* TASK TO CARRY OUT *
Would you repeat exactly the part of the listing below that runs from the line containing "while let Some(url)" down to the line containing "Step::Next(next) if visited.contains(&next)", inclusive, and nothing else?
>>
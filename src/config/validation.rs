use crate::config::types::{Config, CrawlConfig, HttpConfig, OutputConfig};
use crate::ConfigError;
use reqwest::header::{HeaderName, HeaderValue};
use url::Url;

/// Validates the entire configuration
pub fn validate(config: &Config) -> Result<(), ConfigError> {
    validate_crawl_config(&config.crawl)?;
    validate_http_config(&config.http)?;
    validate_output_config(&config.output)?;
    Ok(())
}

/// Validates the crawl section; the start URL itself is optional at load time
fn validate_crawl_config(config: &CrawlConfig) -> Result<(), ConfigError> {
    if let Some(start_url) = &config.start_url {
        validate_start_url(start_url)?;
    }

    if config.start_page < 1 {
        return Err(ConfigError::Validation(format!(
            "start_page must be >= 1, got {}",
            config.start_page
        )));
    }

    Ok(())
}

/// Parses a start URL and checks it is http(s)
pub fn validate_start_url(start_url: &str) -> Result<Url, ConfigError> {
    let url = Url::parse(start_url)
        .map_err(|e| ConfigError::InvalidUrl(format!("Invalid start_url '{}': {}", start_url, e)))?;

    if url.scheme() != "http" && url.scheme() != "https" {
        return Err(ConfigError::InvalidUrl(format!(
            "start_url '{}' must use http or https",
            start_url
        )));
    }

    Ok(url)
}

/// Validates HTTP configuration
fn validate_http_config(config: &HttpConfig) -> Result<(), ConfigError> {
    if config.user_agent.trim().is_empty() {
        return Err(ConfigError::Validation(
            "user_agent cannot be empty".to_string(),
        ));
    }

    if config.max_retries > 10 {
        return Err(ConfigError::Validation(format!(
            "max_retries must be <= 10, got {}",
            config.max_retries
        )));
    }

    if config.timeout_secs == 0 {
        return Err(ConfigError::Validation(
            "timeout_secs must be > 0".to_string(),
        ));
    }

    for (name, value) in &config.headers {
        HeaderName::from_bytes(name.as_bytes())
            .map_err(|_| ConfigError::InvalidHeader(format!("invalid header name '{}'", name)))?;
        HeaderValue::from_str(value).map_err(|_| {
            ConfigError::InvalidHeader(format!("invalid value for header '{}'", name))
        })?;
    }

    Ok(())
}

/// Validates output configuration
fn validate_output_config(config: &OutputConfig) -> Result<(), ConfigError> {
    if config.file.is_empty() {
        return Err(ConfigError::Validation(
            "output file cannot be empty".to_string(),
        ));
    }

    Ok(())
}

#[cfg(test)]
mod tests {
    use super::*;

    #[test]
    fn test_default_config_is_valid() {
        assert!(validate(&Config::default()).is_ok());
    }

    #[test]
    fn test_validate_start_url() {
        assert!(validate_start_url("https://example.com/guide/1.html").is_ok());
        assert!(validate_start_url("http://example.com/").is_ok());

        assert!(matches!(
            validate_start_url("ftp://example.com/"),
            Err(ConfigError::InvalidUrl(_))
        ));
        assert!(matches!(
            validate_start_url("not a url"),
            Err(ConfigError::InvalidUrl(_))
        ));
    }

    #[test]
    fn test_rejects_bad_http_settings() {
        let mut config = Config::default();
        config.http.max_retries = 50;
        assert!(matches!(validate(&config), Err(ConfigError::Validation(_))));

        let mut config = Config::default();
        config.http.timeout_secs = 0;
        assert!(validate(&config).is_err());

        let mut config = Config::default();
        config.http.user_agent = "  ".to_string();
        assert!(validate(&config).is_err());
    }

    #[test]
    fn test_rejects_bad_header() {
        let mut config = Config::default();
        config
            .http
            .headers
            .insert("bad header".to_string(), "x".to_string());
        assert!(matches!(
            validate(&config),
            Err(ConfigError::InvalidHeader(_))
        ));
    }
}
//! Guide Scraper main entry point
//!
//! This is the command-line interface for the Guide Scraper.

use anyhow::Context;
use clap::{Parser, ValueEnum};
use guide_scraper::config::{default_config_toml, load_config_with_hash, validate, Config, Layout};
use guide_scraper::crawler::{Controller, CrawlControl};
use guide_scraper::output::{print_summary, TracingProgress};
use std::fs::OpenOptions;
use std::path::PathBuf;
use std::sync::Mutex;
use tracing_subscriber::prelude::*;
use tracing_subscriber::{fmt, EnvFilter};

/// Guide Scraper: turns a paginated online guide into one markdown file
///
/// Starting from the first page, the scraper follows "next page" links,
/// extracts each page's content, downloads its images and writes a single
/// document with a table of contents.
#[derive(Parser, Debug)]
#[command(name = "guide-scraper")]
#[command(version = "1.0.0")]
#[command(about = "Scrapes a paginated guide into one markdown document", long_about = None)]
struct Cli {
    /// Path to TOML configuration file
    #[arg(short, long, value_name = "CONFIG")]
    config: Option<PathBuf>,

    /// First page of the guide (overrides crawl.start-url)
    #[arg(short, long)]
    url: Option<String>,

    /// Output directory (overrides output.dir)
    #[arg(long)]
    output_dir: Option<String>,

    /// Output file name (overrides output.file)
    #[arg(long)]
    output_file: Option<String>,

    /// Document layout (overrides output.layout)
    #[arg(long, value_enum, value_name = "LAYOUT")]
    layout: Option<LayoutArg>,

    /// Stop after this many pages (0 = no limit)
    #[arg(long)]
    max_pages: Option<u32>,

    /// Do not download images; reference them remotely
    #[arg(long)]
    no_images: bool,

    /// Download images even when a local copy exists
    #[arg(long)]
    force_download_images: bool,

    /// Stop at the first page that cannot be processed
    #[arg(long)]
    stop_on_error: bool,

    /// Delay between page requests in milliseconds
    #[arg(long)]
    delay_ms: Option<u64>,

    /// Increase logging verbosity (-v, -vv, -vvv)
    #[arg(short, long, action = clap::ArgAction::Count)]
    verbose: u8,

    /// Suppress non-error output
    #[arg(short, long, conflicts_with = "verbose")]
    quiet: bool,

    /// Validate the configuration and show what would be done without crawling
    #[arg(long, conflicts_with = "print_config")]
    dry_run: bool,

    /// Print a default configuration file and exit
    #[arg(long)]
    print_config: bool,
}

#[derive(Debug, Copy, Clone, ValueEnum, PartialEq, Eq)]
enum LayoutArg {
    /// Every page in one chapter
    Flat,
    /// Chapters and sections inferred from page titles
    Chapters,
}

impl From<LayoutArg> for Layout {
    fn from(arg: LayoutArg) -> Self {
        match arg {
            LayoutArg::Flat => Layout::Flat,
            LayoutArg::Chapters => Layout::Chapters,
        }
    }
}

impl Cli {
    /// Applies command-line overrides on top of the loaded configuration
    fn apply_overrides(&self, config: &mut Config) {
        if let Some(url) = &self.url {
            config.crawl.start_url = Some(url.clone());
        }
        if let Some(dir) = &self.output_dir {
            config.output.dir = dir.clone();
        }
        if let Some(file) = &self.output_file {
            config.output.file = file.clone();
        }
        if let Some(layout) = self.layout {
            config.output.layout = layout.into();
        }
        if let Some(max_pages) = self.max_pages {
            config.crawl.max_pages = max_pages;
        }
        if self.no_images {
            config.images.download = false;
        }
        if self.force_download_images {
            config.images.skip_existing = false;
        }
        if self.stop_on_error {
            config.crawl.continue_on_error = false;
        }
        if let Some(delay_ms) = self.delay_ms {
            config.http.delay_ms = delay_ms;
        }
    }
}

#[tokio::main]
async fn main() -> anyhow::Result<()> {
    let cli = Cli::parse();

    if cli.print_config {
        print!("{}", default_config_toml());
        return Ok(());
    }

    let (mut config, config_hash) = match &cli.config {
        Some(path) => {
            let (config, hash) = load_config_with_hash(path)
                .with_context(|| format!("Failed to load configuration from {}", path.display()))?;
            (config, Some(hash))
        }
        None => (Config::default(), None),
    };
    cli.apply_overrides(&mut config);
    validate(&config).context("Invalid configuration")?;

    setup_logging(cli.verbose, cli.quiet, config.output.log_file.as_deref())?;

    if let Some(hash) = &config_hash {
        tracing::info!("Configuration loaded (hash: {})", hash);
    }

    if cli.dry_run {
        handle_dry_run(&config);
        return Ok(());
    }

    handle_crawl(config).await
}

/// Sets up the logging/tracing subscriber based on verbosity level
///
/// When `log_file` is set, every line is also appended to that file
/// without ANSI colors.
fn setup_logging(verbose: u8, quiet: bool, log_file: Option<&str>) -> anyhow::Result<()> {
    let filter = if quiet {
        // Only show errors
        EnvFilter::new("error")
    } else {
        match verbose {
            0 => EnvFilter::new("guide_scraper=info,warn"),
            1 => EnvFilter::new("guide_scraper=debug,info"),
            2 => EnvFilter::new("guide_scraper=trace,debug"),
            _ => EnvFilter::new("trace"),
        }
    };

    let file_layer = match log_file {
        Some(path) => {
            let path = PathBuf::from(path);
            if let Some(parent) = path.parent().filter(|p| !p.as_os_str().is_empty()) {
                std::fs::create_dir_all(parent)
                    .with_context(|| format!("Failed to create {}", parent.display()))?;
            }
            let file = OpenOptions::new()
                .create(true)
                .append(true)
                .open(&path)
                .with_context(|| format!("Failed to open log file {}", path.display()))?;
            Some(
                fmt::layer()
                    .with_ansi(false)
                    .with_target(false)
                    .with_writer(Mutex::new(file)),
            )
        }
        None => None,
    };

    tracing_subscriber::registry()
        .with(filter)
        .with(
            fmt::layer()
                .with_target(false)
                .with_thread_ids(false)
                .with_file(false),
        )
        .with(file_layer)
        .init();

    Ok(())
}

/// Handles the --dry-run mode: shows the effective configuration
fn handle_dry_run(config: &Config) {
    println!("=== Guide Scraper Dry Run ===\n");

    println!("Crawl:");
    println!(
        "  Start URL: {}",
        config.crawl.start_url.as_deref().unwrap_or("(not set)")
    );
    println!("  First page number: {}", config.crawl.start_page);
    match config.crawl.max_pages {
        0 => println!("  Max pages: unlimited"),
        n => println!("  Max pages: {}", n),
    }
    println!("  Continue on error: {}", config.crawl.continue_on_error);

    println!("\nHTTP:");
    println!("  User agent: {}", config.http.user_agent);
    println!("  Delay: {}ms", config.http.delay_ms);
    println!(
        "  Retries: {} ({}ms apart)",
        config.http.max_retries, config.http.retry_delay_ms
    );
    println!("  Timeout: {}s", config.http.timeout_secs);
    for (name, value) in &config.http.headers {
        println!("  Header: {}: {}", name, value);
    }

    println!("\nImages:");
    if config.images.download {
        println!("  Directory: {}", config.image_dir().display());
        println!("  Delay: {}ms", config.images.delay_ms);
        println!("  Reuse existing: {}", config.images.skip_existing);
    } else {
        println!("  Download disabled");
    }

    println!("\nOutput:");
    println!("  Document: {}", config.output_path().display());
    println!("  Layout: {:?}", config.output.layout);
    if let Some(log_file) = &config.output.log_file {
        println!("  Log file: {}", log_file);
    }

    if config.crawl.start_url.is_some() {
        println!("\n✓ Configuration is valid");
    } else {
        println!("\n✗ No start URL: pass --url or set crawl.start-url");
    }
}

/// Handles the main crawl operation
async fn handle_crawl(config: Config) -> anyhow::Result<()> {
    let images_enabled = config.images.download;
    let control = CrawlControl::new();

    let controller = Controller::new(config, Box::new(TracingProgress))
        .context("Cannot start crawl")?
        .with_control(control.clone());

    tokio::spawn(async move {
        if tokio::signal::ctrl_c().await.is_ok() {
            tracing::warn!("Interrupt received; stopping after the current page");
            control.cancel();
        }
    });

    let summary = controller.run().await;
    print_summary(&summary, images_enabled);

    if summary.success {
        Ok(())
    } else if summary.cancelled {
        tracing::warn!("Crawl cancelled before any page was saved");
        Ok(())
    } else {
        anyhow::bail!("Crawl produced no document")
    }
}
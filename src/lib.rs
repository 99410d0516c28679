//! Guide Scraper: follows a paginated article series and weaves it into one document
//!
//! This crate walks a chain of "next page" links, extracts structured content
//! from every page, downloads referenced images, aggregates the pages into a
//! single hierarchical document and renders it as markdown.

pub mod config;
pub mod crawler;
pub mod document;
pub mod extract;
pub mod images;
pub mod output;

use thiserror::Error;

/// Main error type for Guide Scraper operations
#[derive(Debug, Error)]
pub enum GuideError {
    #[error("Configuration error: {0}")]
    Config(#[from] ConfigError),

    #[error("Fetch error: {0}")]
    Fetch(#[from] FetchError),

    #[error("Image error: {0}")]
    Image(#[from] ImageError),

    #[error("URL parse error: {0}")]
    UrlParse(#[from] ::url::ParseError),

    #[error("HTTP client error: {0}")]
    Http(#[from] reqwest::Error),

    #[error("IO error: {0}")]
    Io(#[from] std::io::Error),
}

/// Configuration-specific errors
#[derive(Debug, Error)]
pub enum ConfigError {
    #[error("Failed to read config file: {0}")]
    Io(#[from] std::io::Error),

    #[error("Failed to parse TOML: {0}")]
    Parse(#[from] toml::de::Error),

    #[error("Validation error: {0}")]
    Validation(String),

    #[error("Invalid URL in config: {0}")]
    InvalidUrl(String),

    #[error("Invalid header override: {0}")]
    InvalidHeader(String),

    #[error("No start URL provided")]
    MissingStartUrl,
}

/// Page fetch failures, split by whether a retry may help
#[derive(Debug, Clone, Error, PartialEq, Eq)]
pub enum FetchError {
    /// Server error, connection drop or timeout
    #[error("transient failure fetching {url}: {reason}")]
    Transient { url: String, reason: String },

    /// Client error or anything else a retry will not change
    #[error("permanent failure fetching {url}: {reason}")]
    Permanent { url: String, reason: String },
}

impl FetchError {
    pub fn is_transient(&self) -> bool {
        matches!(self, FetchError::Transient { .. })
    }

    pub fn url(&self) -> &str {
        match self {
            FetchError::Transient { url, .. } | FetchError::Permanent { url, .. } => url,
        }
    }
}

/// Image download failures
#[derive(Debug, Error)]
pub enum ImageError {
    #[error("Content item carries no image URL")]
    MissingUrl,

    #[error("HTTP error for {url}: {source}")]
    Http { url: String, source: reqwest::Error },

    #[error("HTTP status {status} for {url}")]
    Status { url: String, status: u16 },

    #[error("IO error writing {path}: {source}")]
    Io {
        path: String,
        source: std::io::Error,
    },
}

/// Result type alias for Guide Scraper operations
pub type Result<T> = std::result::Result<T, GuideError>;

/// Result type alias for configuration operations
pub type ConfigResult<T> = std::result::Result<T, ConfigError>;

// Re-export commonly used types
pub use config::Config;
pub use crawler::{run, Controller, CrawlControl};
pub use document::{Aggregator, Document};
pub use extract::{ContentItem, PageContent};
pub use output::{render, Summary};
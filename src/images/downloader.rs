//! Image materializer: downloads referenced images to a local directory
//!
//! Filenames are derived from a SHA-256 of the image URL, so the same image
//! lands on the same path on every run and `skip_existing` can reuse it.

use crate::config::ImageConfig;
use crate::extract::ContentItem;
use crate::ImageError;
use reqwest::Client;
use sha2::{Digest, Sha256};
use std::collections::HashMap;
use std::path::{Path, PathBuf};
use std::time::{Duration, Instant};
use tokio::io::AsyncWriteExt;
use url::Url;

/// Extension used when the URL path carries none
const DEFAULT_EXTENSION: &str = "jpg";

/// Aggregate counts across every `download_all` call
#[derive(Debug, Clone, Copy, Default, PartialEq, Eq)]
pub struct DownloadStats {
    /// Items handed to the materializer
    pub attempted: u32,

    /// Files fetched over the network
    pub downloaded: u32,

    /// Files already on disk and reused
    pub skipped_existing: u32,

    /// Items that ended without a local copy
    pub failed: u32,
}

impl DownloadStats {
    /// Images that ended up with a local copy
    pub fn succeeded(&self) -> u32 {
        self.downloaded + self.skipped_existing
    }
}

/// Derives the local filename for an image URL
///
/// The stem is the hex SHA-256 of the URL string; the extension comes from
/// the URL path, falling back to `.jpg`.
///
/// # Example
///
/// ```
/// use guide_scraper::images::image_filename;
///
/// let name = image_filename("https://img.example.com/a/boss.png?size=large");
/// assert!(name.ends_with(".png"));
/// assert_eq!(name.len(), 64 + 4);
/// ```
pub fn image_filename(url: &str) -> String {
    let mut hasher = Sha256::new();
    hasher.update(url.as_bytes());
    let stem = hex::encode(hasher.finalize());
    format!("{}.{}", stem, url_extension(url))
}

fn url_extension(url: &str) -> String {
    let path = match Url::parse(url) {
        Ok(parsed) => parsed.path().to_string(),
        Err(_) => url.split(['?', '#']).next().unwrap_or_default().to_string(),
    };

    let file = path.rsplit('/').next().unwrap_or_default();
    match file.rsplit_once('.') {
        Some((stem, ext))
            if !stem.is_empty()
                && !ext.is_empty()
                && ext.len() <= 5
                && ext.chars().all(|c| c.is_ascii_alphanumeric()) =>
        {
            ext.to_ascii_lowercase()
        }
        _ => DEFAULT_EXTENSION.to_string(),
    }
}

/// Sequential, rate-limited image downloader
///
/// Keeps its own delay clock, independent of the page fetcher. The clock is
/// reset when a download completes, not when it starts.
pub struct ImageDownloader {
    client: Client,
    dir: PathBuf,
    delay: Duration,
    skip_existing: bool,
    last_download_end: Option<Instant>,
    stats: DownloadStats,
}

impl ImageDownloader {
    /// Creates a downloader writing into `dir`
    ///
    /// # Arguments
    ///
    /// * `client` - HTTP client, usually shared with the page fetcher
    /// * `dir` - Target directory; created on first download
    /// * `config` - Image settings (delay, skip-existing)
    pub fn new(client: Client, dir: impl Into<PathBuf>, config: &ImageConfig) -> Self {
        Self {
            client,
            dir: dir.into(),
            delay: Duration::from_millis(config.delay_ms),
            skip_existing: config.skip_existing,
            last_download_end: None,
            stats: DownloadStats::default(),
        }
    }

    pub fn stats(&self) -> DownloadStats {
        self.stats
    }

    pub fn dir(&self) -> &Path {
        &self.dir
    }

    /// Downloads every image in `items`, annotating each success in place
    ///
    /// Items that are not images, or images without a URL, are counted as
    /// failures without touching the network. No error escapes this call.
    ///
    /// # Returns
    ///
    /// Mapping from image URL to local path for every image now on disk
    pub async fn download_all<'a, I>(&mut self, items: I) -> HashMap<String, PathBuf>
    where
        I: IntoIterator<Item = &'a mut ContentItem>,
    {
        let mut mapping = HashMap::new();

        for item in items {
            self.stats.attempted += 1;

            let ContentItem::Image {
                url, local_path, ..
            } = item
            else {
                tracing::debug!("Skipping non-image content item");
                self.stats.failed += 1;
                continue;
            };

            match self.download(url).await {
                Ok(path) => {
                    *local_path = Some(path.clone());
                    mapping.insert(url.clone(), path);
                }
                Err(e) => {
                    tracing::warn!("Image download failed: {}", e);
                    self.stats.failed += 1;
                }
            }
        }

        mapping
    }

    /// Downloads one image to its derived path
    ///
    /// # Returns
    ///
    /// * `Ok(PathBuf)` - Local path of the image (new or reused)
    /// * `Err(ImageError)` - Missing URL, HTTP failure or write failure
    pub async fn download(&mut self, url: &str) -> Result<PathBuf, ImageError> {
        let url = url.trim();
        if url.is_empty() {
            return Err(ImageError::MissingUrl);
        }

        let path = self.dir.join(image_filename(url));

        if self.skip_existing && tokio::fs::try_exists(&path).await.unwrap_or(false) {
            tracing::debug!("Image already present: {}", path.display());
            self.stats.skipped_existing += 1;
            return Ok(path);
        }

        self.wait_for_slot().await;
        let result = self.stream_to_file(url, &path).await;
        self.last_download_end = Some(Instant::now());

        match result {
            Ok(()) => {
                tracing::debug!("Downloaded {} -> {}", url, path.display());
                self.stats.downloaded += 1;
                Ok(path)
            }
            Err(e) => {
                // A partial file must not be picked up by skip_existing later
                let _ = tokio::fs::remove_file(&path).await;
                Err(e)
            }
        }
    }

    async fn wait_for_slot(&self) {
        if let Some(last) = self.last_download_end {
            let remaining = self.delay.saturating_sub(last.elapsed());
            if !remaining.is_zero() {
                tokio::time::sleep(remaining).await;
            }
        }
    }

    async fn stream_to_file(&self, url: &str, path: &Path) -> Result<(), ImageError> {
        let http_err = |source: reqwest::Error| ImageError::Http {
            url: url.to_string(),
            source,
        };
        let io_err = |source: std::io::Error| ImageError::Io {
            path: path.display().to_string(),
            source,
        };

        let mut response = self.client.get(url).send().await.map_err(http_err)?;

        let status = response.status();
        if !status.is_success() {
            return Err(ImageError::Status {
                url: url.to_string(),
                status: status.as_u16(),
            });
        }

        tokio::fs::create_dir_all(&self.dir).await.map_err(io_err)?;
        let mut file = tokio::fs::File::create(path).await.map_err(io_err)?;

        while let Some(chunk) = response.chunk().await.map_err(http_err)? {
            file.write_all(&chunk).await.map_err(io_err)?;
        }
        file.flush().await.map_err(io_err)?;

        Ok(())
    }
}
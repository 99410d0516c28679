//! Crawl controller - main page-chain orchestration logic
//!
//! This module contains the crawl loop that coordinates one run:
//! - Following the "next page" chain from the start URL
//! - Fetching, extracting and materializing images for every page
//! - Recording page and image failures without aborting the run
//! - Organizing, rendering and writing the final document

use crate::config::{validate_start_url, Config, Layout};
use crate::crawler::control::CrawlControl;
use crate::crawler::fetcher::{build_http_client, Fetcher};
use crate::crawler::links::next_url;
use crate::document::Aggregator;
use crate::extract::{ContentItem, Extractor};
use crate::images::ImageDownloader;
use crate::output::{save_markdown, FailedImage, ProgressSink, Renderer, Summary};
use crate::ConfigError;
use std::collections::HashSet;
use std::time::Instant;
use url::Url;

/// Reason recorded when a fetched page yields no content
const NO_CONTENT_REASON: &str = "no content could be extracted";

/// What the loop does after a page
enum Step {
    Next(String),
    Stop,
}

/// Main crawl controller structure
pub struct Controller {
    config: Config,
    start_url: Url,
    fetcher: Fetcher,
    extractor: Extractor,
    images: Option<ImageDownloader>,
    aggregator: Aggregator,
    progress: Box<dyn ProgressSink>,
    control: CrawlControl,
}

impl Controller {
    /// Creates a new controller instance
    ///
    /// No network activity happens here.
    ///
    /// # Arguments
    ///
    /// * `config` - The run configuration; must carry a start URL
    /// * `progress` - Sink for progress milestones
    ///
    /// # Returns
    ///
    /// * `Ok(Controller)` - Ready to run
    /// * `Err(ConfigError)` - Missing or invalid start URL, or a bad HTTP setting
    pub fn new(config: Config, progress: Box<dyn ProgressSink>) -> Result<Self, ConfigError> {
        let start_url = match config.crawl.start_url.as_deref().map(str::trim) {
            Some(url) if !url.is_empty() => validate_start_url(url)?,
            _ => return Err(ConfigError::MissingStartUrl),
        };

        let client = build_http_client(&config.http)?;
        let fetcher = Fetcher::with_client(client.clone(), &config.http);

        let images = if config.images.download {
            Some(ImageDownloader::new(
                client,
                config.image_dir(),
                &config.images,
            ))
        } else {
            None
        };

        Ok(Self {
            config,
            start_url,
            fetcher,
            extractor: Extractor::new(),
            images,
            aggregator: Aggregator::new(),
            progress,
            control: CrawlControl::new(),
        })
    }

    /// Replaces the control handle the loop observes
    pub fn with_control(mut self, control: CrawlControl) -> Self {
        self.control = control;
        self
    }

    /// A handle for pausing or cancelling this run from elsewhere
    pub fn control(&self) -> CrawlControl {
        self.control.clone()
    }

    /// Runs the crawl to completion
    ///
    /// Never fails: every page, image and output problem ends up in the
    /// returned [`Summary`].
    pub async fn run(mut self) -> Summary {
        let started = Instant::now();
        let mut summary = Summary::new();

        self.report(&format!("Starting crawl at {}", self.start_url), Some(0.0));
        tracing::info!(
            "Output: {}, images: {}",
            self.config.output_path().display(),
            if self.images.is_some() { "on" } else { "off" }
        );

        let max_pages = self.config.crawl.max_pages;
        let mut page_number = self.config.crawl.start_page;
        let mut visited: HashSet<String> = HashSet::new();
        let mut current = Some(self.start_url.to_string());

        while let Some(url) = current.take() {
            if self.control.is_cancelled() || !self.control.wait_if_paused().await {
                self.report("Crawl cancelled", None);
                summary.cancelled = true;
                break;
            }

            if max_pages > 0 && summary.pages_processed >= max_pages {
                self.report(&format!("Reached page limit of {}", max_pages), None);
                break;
            }

            visited.insert(url.clone());
            self.report(
                &format!("Fetching page {}: {}", page_number, url),
                self.percentage(summary.pages_processed),
            );

            let step = self.process_page(&url, page_number, &mut summary).await;

            current = match step {
                Step::Next(next) if visited.contains(&next) => {
                    self.report(&format!("Next link {} was already visited; stopping", next), None);
                    None
                }
                Step::Next(next) => Some(next),
                Step::Stop => None,
            };
            page_number += 1;
        }

        self.finish(&mut summary);
        summary.elapsed = started.elapsed();

        let fetch_stats = self.fetcher.stats();
        tracing::debug!(
            "Fetcher: {} attempts, {} retry sleeps, {} rate limit sleeps",
            fetch_stats.attempts,
            fetch_stats.retry_sleeps,
            fetch_stats.rate_limit_sleeps
        );
        if let Some(images) = &self.images {
            let stats = images.stats();
            tracing::debug!(
                "Images: {} attempted, {} downloaded, {} reused, {} failed",
                stats.attempted,
                stats.downloaded,
                stats.skipped_existing,
                stats.failed
            );
        }

        self.report("Crawl finished", Some(100.0));
        summary
    }

    /// Processes a single page
    ///
    /// This method:
    /// 1. Fetches the page
    /// 2. Extracts title and content
    /// 3. Downloads its images
    /// 4. Hands the page to the aggregator
    /// 5. Resolves the next link
    async fn process_page(&mut self, url: &str, page_number: u32, summary: &mut Summary) -> Step {
        let html = match self.fetcher.fetch(url).await {
            Ok(html) => html,
            Err(e) => {
                // Without HTML there is no next link to follow
                self.report(&format!("Could not fetch {}", e.url()), None);
                summary.record_failed_page(e.url(), e.to_string());
                return Step::Stop;
            }
        };

        let base = Url::parse(url).ok();
        let extracted = self
            .extractor
            .extract_with_base(&html, base.as_ref())
            .filter(|e| !e.content.is_empty());

        let Some(extracted) = extracted else {
            self.report(&format!("Could not extract content from {}", url), None);
            summary.record_failed_page(url, NO_CONTENT_REASON);
            if !self.config.crawl.continue_on_error {
                return Step::Stop;
            }
            return self.next_step(&html, url);
        };

        let mut page = extracted.into_page(url, page_number);

        if let Some(images) = self.images.as_mut() {
            let image_items: Vec<&mut ContentItem> = page
                .content
                .iter_mut()
                .filter(|item| matches!(item, ContentItem::Image { .. }))
                .collect();

            if !image_items.is_empty() {
                let total = image_items.len();
                self.progress.report(
                    &format!("Downloading {} images from page {}", total, page_number),
                    None,
                );
                images.download_all(image_items).await;

                let mut saved = 0;
                for item in &page.content {
                    let Some(image_url) = item.image_url() else {
                        continue;
                    };
                    match item.local_path() {
                        Some(_) => saved += 1,
                        None => summary.failed_images.push(FailedImage {
                            url: image_url.to_string(),
                            page: url.to_string(),
                        }),
                    }
                }
                summary.images_processed += saved;

                if (saved as usize) < total {
                    tracing::warn!(
                        "{} of {} images on page {} failed to download",
                        total - saved as usize,
                        total,
                        page_number
                    );
                }
            }
        }

        if let Err(rejection) = self.aggregator.add_page(page) {
            summary.record_failed_page(url, format!("page rejected: {:?}", rejection));
            if !self.config.crawl.continue_on_error {
                return Step::Stop;
            }
        } else {
            summary.pages_processed += 1;
        }

        self.next_step(&html, url)
    }

    fn next_step(&self, html: &str, url: &str) -> Step {
        match next_url(html, url) {
            Some(next) => Step::Next(next),
            None => {
                self.report("Reached the last page", None);
                Step::Stop
            }
        }
    }

    /// Organizes, renders and writes whatever was aggregated
    fn finish(&mut self, summary: &mut Summary) {
        if self.aggregator.is_empty() {
            self.report("No pages were aggregated; nothing to write", None);
            return;
        }

        self.report(
            &format!(
                "Organizing {} pages with {} images",
                self.aggregator.len(),
                self.aggregator.image_count()
            ),
            None,
        );
        let document = match self.config.output.layout {
            Layout::Flat => self.aggregator.organize(),
            Layout::Chapters => self.aggregator.organize_by_chapters(),
        };
        let text = Renderer::new(document.image_mapping()).render(&document);

        let output_path = self.config.output_path();
        if save_markdown(&text, &output_path) {
            self.report(&format!("Guide saved to {}", output_path.display()), None);
            summary.success = true;
            summary.output_path = Some(output_path);
        } else {
            self.report("Failed to save the guide", None);
        }
    }

    fn percentage(&self, processed: u32) -> Option<f32> {
        let max_pages = self.config.crawl.max_pages;
        (max_pages > 0).then(|| processed as f32 / max_pages as f32 * 100.0)
    }

    fn report(&self, message: &str, percentage: Option<f32>) {
        self.progress.report(message, percentage);
    }
}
<<
* WRITTEN RESPONSE *
        while let Some(url) = current.take() {
            if self.control.is_cancelled() || !self.control.wait_if_paused().await {
                self.report("Crawl cancelled", None);
                summary.cancelled = true;
                break;
            }

            if max_pages > 0 && summary.pages_processed >= max_pages {
                self.report(&format!("Reached page limit of {}", max_pages), None);
                break;
            }

            visited.insert(url.clone());
            self.report(
                &format!("Fetching page {}: {}", page_number, url),
                self.percentage(summary.pages_processed),
            );

            let step = self.process_page(&url, page_number, &mut summary).await;

            current = match step {
                Step::Next(next) if visited.contains(&next) => {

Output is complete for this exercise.